At least I hope it's a bounty!

I moved back to where I grew up in large part to be around the people in my family who are getting older, wanting to spend time with them while I still could. The last remaining person of my maternal grandparents' generation just broke her hip--and that often leads to pneumonia and the end, particularly at the age she is. We had just had a wonderful lunch together last month, and I was able to give her a copy of my large print paperback of Storm that I had done in large part for her. I quizzed her about the old days and my great-grandparents, and she had wonderful tales to tell. I do love stories of days gone by.

That's it! I wanted y'all to know what I've been up to and that I'm still in the land of the living. And come autumn, I'll be in the land of the writing again.

Monday, April 1, 2019

Writing Update

In three months of 2019, I've written 93000 words. That's the good news part of a good-news-bad-news story.

The bad news? A lot of it was not on the new post-apocalyptic series. What was written in that is something of a mess. So while I'd hoped to have a book in April or May, I can see that's not going to happen.

Furthermore, personal goals are going to keep me from the computer the next month or so, and did to an extent the past month. While I've written a lot about self-sufficiency and being off the grid, I can only claim to have experienced being off the grid, 100% solar, and surviving on something like $300/month (which I suppose means you aren't terribly dependent on the outside world, but I never figured a way out of needing propane for my refrigerator or food from the store in that situation or objects that I owned that I am in no way capable of manufacturing on my own. (See The Toaster Project.)

So now I'm working toward having less reliance on the mass food distribution network, starting with growing most of my own vegetables, expanding to fruit in future years, fishing more and more for the plate, and after that finding local sources for eggs, cheese and meat if I can. (I can't have a dairy cow where I live but I can have hens, though hens make no economic sense at all at this scale.) I've been busy in March building infrastructure for the garden. I have terrible clay soil, as many of us do, so I've been on a mission to improve it using no-till methods. (Worms, I have lots of. Spiders, check. Fungi, I have. I think it's pretty healthy and fertile soil except for the fact that it turns to concrete when it dries out.) I spent one day building a fence, and another day spreading two tons of compost I had delivered over the cardboard-mulch start I made last autumn. I started over 500 veg plants indoors with a grow light and greenhouse window (I won't say that window is why I bought this house, but it sure didn't hurt!) I've harvested two salads so far--spinach and lettuce. Peas are up, turnips are up, chard and bok choi are up, and onions and leeks are growing happily larger. I've set up trellising, wrestling with the clay soil to get posts sunk deeply. And so on. I'm having a blast, but it does take most of my time. I'm out there six hours some days and too exhausted to do much at all at the end of the work day.

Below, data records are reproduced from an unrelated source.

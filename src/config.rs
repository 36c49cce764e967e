use std::collections::{BTreeMap, BTreeSet};

use serde::{Deserialize, Serialize};
use serde_json::Value;
use tracing::debug;

fn default_output() -> bool {
    true
}

/// One graph node as written in the running config.
#[derive(Clone, Debug, Serialize, Deserialize, PartialEq)]
pub struct NodeConfig {
    #[serde(default)]
    pub inputs: Vec<String>,
    #[serde(default = "default_output")]
    pub output: bool,
    #[serde(default, alias = "prototype")]
    pub class: String,
    #[serde(default)]
    pub config: Value,
}

impl NodeConfig {
    pub fn is_source(&self) -> bool {
        self.inputs.is_empty()
    }
}

#[derive(Clone, Copy, Debug, Serialize, Deserialize, PartialEq, Eq, Hash, PartialOrd, Ord)]
#[serde(rename_all = "SCREAMING_SNAKE_CASE")]
pub enum ChangeKind {
    Added,
    Deleted,
    InputAdded,
    InputDeleted,
}

#[derive(Clone, Debug, Serialize, Deserialize, PartialEq, Eq)]
pub struct Change {
    pub nodename: String,
    #[serde(default)]
    pub nodeclass: String,
    #[serde(rename = "change")]
    pub kind: ChangeKind,
    /// Input name for `INPUT_ADDED` / `INPUT_DELETED`.
    #[serde(default)]
    pub detail: Option<String>,
}

impl Change {
    fn new(nodename: &str, nodeclass: &str, kind: ChangeKind, detail: Option<&str>) -> Self {
        Self {
            nodename: nodename.to_string(),
            nodeclass: nodeclass.to_string(),
            kind,
            detail: detail.map(str::to_string),
        }
    }
}

#[derive(Clone, Debug, Default, Serialize, Deserialize, PartialEq)]
pub struct MineMeldConfig {
    #[serde(default)]
    pub nodes: BTreeMap<String, NodeConfig>,
    #[serde(default)]
    pub changes: Vec<Change>,
    /// No usable previous config: every node must rebuild from scratch.
    #[serde(default)]
    pub newconfig: bool,
}

impl MineMeldConfig {
    pub fn from_json(s: &str) -> Result<Self, serde_json::Error> {
        serde_json::from_str(s)
    }

    /// Replace `changes` with the diff against `old`. Without a previous
    /// config the graph is flagged as new and carries no change list.
    pub fn compute_changes(&mut self, old: Option<&MineMeldConfig>) {
        self.changes.clear();
        let Some(old) = old else {
            self.newconfig = true;
            return;
        };
        self.newconfig = false;

        for (name, node) in &old.nodes {
            if !self.nodes.contains_key(name) {
                self.changes
                    .push(Change::new(name, &node.class, ChangeKind::Deleted, None));
            }
        }

        for (name, node) in &self.nodes {
            let Some(prev) = old.nodes.get(name) else {
                self.changes
                    .push(Change::new(name, &node.class, ChangeKind::Added, None));
                continue;
            };

            if prev.class != node.class || prev.config != node.config {
                // A reconfigured node is a different node.
                self.changes
                    .push(Change::new(name, &prev.class, ChangeKind::Deleted, None));
                self.changes
                    .push(Change::new(name, &node.class, ChangeKind::Added, None));
                continue;
            }

            let before: BTreeSet<&str> = prev.inputs.iter().map(String::as_str).collect();
            let after: BTreeSet<&str> = node.inputs.iter().map(String::as_str).collect();
            for input in after.difference(&before) {
                self.changes.push(Change::new(
                    name,
                    &node.class,
                    ChangeKind::InputAdded,
                    Some(input),
                ));
            }
            for input in before.difference(&after) {
                self.changes.push(Change::new(
                    name,
                    &node.class,
                    ChangeKind::InputDeleted,
                    Some(input),
                ));
            }
        }
        debug!(changes = self.changes.len(), "config: computed change set");
    }

    pub fn changes_for<'a>(&'a self, node: &'a str) -> impl Iterator<Item = &'a Change> + 'a {
        self.changes.iter().filter(move |c| c.nodename == node)
    }

    pub fn is_source(&self, node: &str) -> bool {
        self.nodes.get(node).is_some_and(NodeConfig::is_source)
    }
}

#[cfg(test)]
mod tests {
    use super::*;
    use serde_json::json;

    fn cfg(v: Value) -> MineMeldConfig {
        serde_json::from_value(v).unwrap()
    }

    #[test]
    fn parses_graph_with_defaults() {
        let c = MineMeldConfig::from_json(
            r#"{"nodes": {"m1": {"class": "minemeld.ft.http.HttpFT"},
                          "o1": {"inputs": ["m1"], "output": false}}}"#,
        )
        .unwrap();
        assert!(c.nodes["m1"].output);
        assert!(c.is_source("m1"));
        assert!(!c.is_source("o1"));
        assert!(!c.newconfig);
        assert!(c.changes.is_empty());
    }

    #[test]
    fn first_config_is_new() {
        let mut c = cfg(json!({"nodes": {"m1": {}}}));
        c.compute_changes(None);
        assert!(c.newconfig);
        assert!(c.changes.is_empty());
    }

    #[test]
    fn diff_reports_node_and_input_changes() {
        let old = cfg(json!({"nodes": {
            "m1": {"class": "A"},
            "m3": {"class": "A"},
            "p1": {"class": "P", "inputs": ["m1", "m3"]},
            "x": {"class": "X"}
        }}));
        let mut new = cfg(json!({"nodes": {
            "m1": {"class": "A"},
            "m2": {"class": "A"},
            "m3": {"class": "A", "config": {"age": 3}},
            "p1": {"class": "P", "inputs": ["m1", "m2"]}
        }}));
        new.compute_changes(Some(&old));

        let got: Vec<(String, ChangeKind, Option<String>)> = new
            .changes
            .iter()
            .map(|c| (c.nodename.clone(), c.kind, c.detail.clone()))
            .collect();
        assert_eq!(
            got,
            vec![
                ("x".into(), ChangeKind::Deleted, None),
                ("m2".into(), ChangeKind::Added, None),
                ("m3".into(), ChangeKind::Deleted, None),
                ("m3".into(), ChangeKind::Added, None),
                ("p1".into(), ChangeKind::InputAdded, Some("m2".into())),
                ("p1".into(), ChangeKind::InputDeleted, Some("m3".into())),
            ]
        );
        assert!(!new.newconfig);

        let m3: Vec<ChangeKind> = new.changes_for("m3").map(|c| c.kind).collect();
        assert_eq!(m3, vec![ChangeKind::Deleted, ChangeKind::Added]);
        assert_eq!(new.changes_for("m1").count(), 0);
    }

    #[test]
    fn change_kinds_use_wire_names() {
        let c = Change::new("p1", "P", ChangeKind::InputDeleted, Some("m1"));
        let v = serde_json::to_value(&c).unwrap();
        assert_eq!(v["change"], json!("INPUT_DELETED"));
    }
}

Scraping paint on the shed. It's not crooked, the photographer is

The good news is, once this "build and repair the infrastructure" phase is over, there will be plenty of days where I only need an hour of work outdoors, so I can get back to the writing.

I love writing, and I'm at no risk of stopping doing it. It's simply on the back burner for now. I'm only checking my business email once a week, as well. I'll let you know when there's progress on a book that's worth reporting on.

Thanks, as ever, for being fans and friends and for enjoying my books.

Friday, March 15, 2019

My apologies!

I just now realized that something went wrong with my notifications on comments to the blog. People made comments and they were never moderated because I was only getting some notifications. I'm terribly embarrassed about this! If you took the trouble to come here, read, and speak to me, I really wanted to say something back.

Computers and the internet--both a blessing and a bane, aren't they? When they mess up, you can end up being rude to the very last people that you'd want to be rude to! I am so sorry.

Sunday, February 17, 2019

Endless problems with my books being stolen

It's hard to learn to be a decent enough writer that strangers will want to buy your books. It takes at least a decade of sacrifice, working a normal day job while writing when you can fit it in, taking courses, reading craft books, joining critique groups, and spending your time and money on that. Even then, working a second unpaid job for a decade to build your writing chops, there's no guarantee you'll hit the right combination of luck, timing, and technology that allows you to sell enough books to pay the mortgage and eat. It took me almost 30 years to find that lucky moment.

A lot of writers--some whose names you might know--make less than $10,000/year once they find their luck. I'm doing a bit better than that, but I still make less than an assistant manager at a McDonald's makes (and she has health insurance.)

I sacrificed for years to learn and improve my craft. I didn't go on vacations--I wrote. I didn't buy new cars--I wrote. I didn't buy new clothes--I went to thrift shops, and I wrote. I've been without health insurance for half my adult life--because if I worked a day job part-time for a few years here and there instead of full-time, I could write more.

Nonetheless, every lowlife criminal in the world thinks it's fine to steal from me. They sit there on their $1500 iPhones (I can afford no cell phone, BTW) and cavalierly steal my books in various ways. More than one person has stolen my IDENTITY. There are "lou cadle" websites in other countries that are not, I assure you, me or approved by me or in any way related to me. They are just scams and thefts.

And so my income keeps decreasing as piracy, illegal sharing, and theft of my professional identity carves away at what little money I'm making.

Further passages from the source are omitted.